'''

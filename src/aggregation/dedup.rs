//! Duplicate pay record collapsing.
//!
//! Payroll exports can carry several rows for the same employee, pay date and
//! store (re-submitted corrections, split entries). Those rows are additive:
//! their hours are summed rather than overwritten.

use std::collections::BTreeMap;

use rust_decimal::Decimal;

use crate::models::{DedupedRecord, PayRecord, RecordKey};

/// Collapses raw records sharing a [`RecordKey`], summing both weeks' hours.
///
/// The output is ordered by key (employee name, then pay date, then store),
/// and holds at most one record per key. Running it again on its own output
/// (converted back with [`DedupedRecord::to_pay_record`]) yields the same
/// keys and hours.
///
/// # Examples
///
/// ```
/// use payroll_summary::aggregation::deduplicate;
/// use payroll_summary::models::PayRecord;
/// use chrono::NaiveDate;
/// use rust_decimal::Decimal;
///
/// let date = NaiveDate::from_ymd_opt(2026, 10, 9).unwrap();
/// let row = |w1: i64, w2: i64| PayRecord {
///     employee_name: "Jane Doe".to_string(),
///     pay_date: date,
///     week1_hours: Decimal::from(w1),
///     week2_hours: Decimal::from(w2),
///     store_name: "main st".to_string(),
/// };
///
/// let deduped = deduplicate(&[row(10, 5), row(2, 0)]);
/// assert_eq!(deduped.len(), 1);
/// assert_eq!(deduped[0].total_hours(), Decimal::from(17));
/// assert_eq!(deduped[0].source_rows, 2);
/// ```
pub fn deduplicate(records: &[PayRecord]) -> Vec<DedupedRecord> {
    let mut groups: BTreeMap<RecordKey, (Decimal, Decimal, usize)> = BTreeMap::new();

    for record in records {
        let entry = groups
            .entry(record.key())
            .or_insert((Decimal::ZERO, Decimal::ZERO, 0));
        entry.0 += record.week1_hours;
        entry.1 += record.week2_hours;
        entry.2 += 1;
    }

    groups
        .into_iter()
        .map(|(key, (week1_hours, week2_hours, source_rows))| DedupedRecord {
            employee_name: key.employee_name,
            pay_date: key.pay_date,
            store_name: key.store_name,
            week1_hours,
            week2_hours,
            source_rows,
        })
        .collect()
}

'''

** INSTRUCTIONS FOR THE TASK **
What lines of the preceding data include the string "output"? Pull them out.

** THE ANSWER **
/// The output is ordered by key (employee name, then pay date, then store),
/// and holds at most one record per key. Running it again on its own output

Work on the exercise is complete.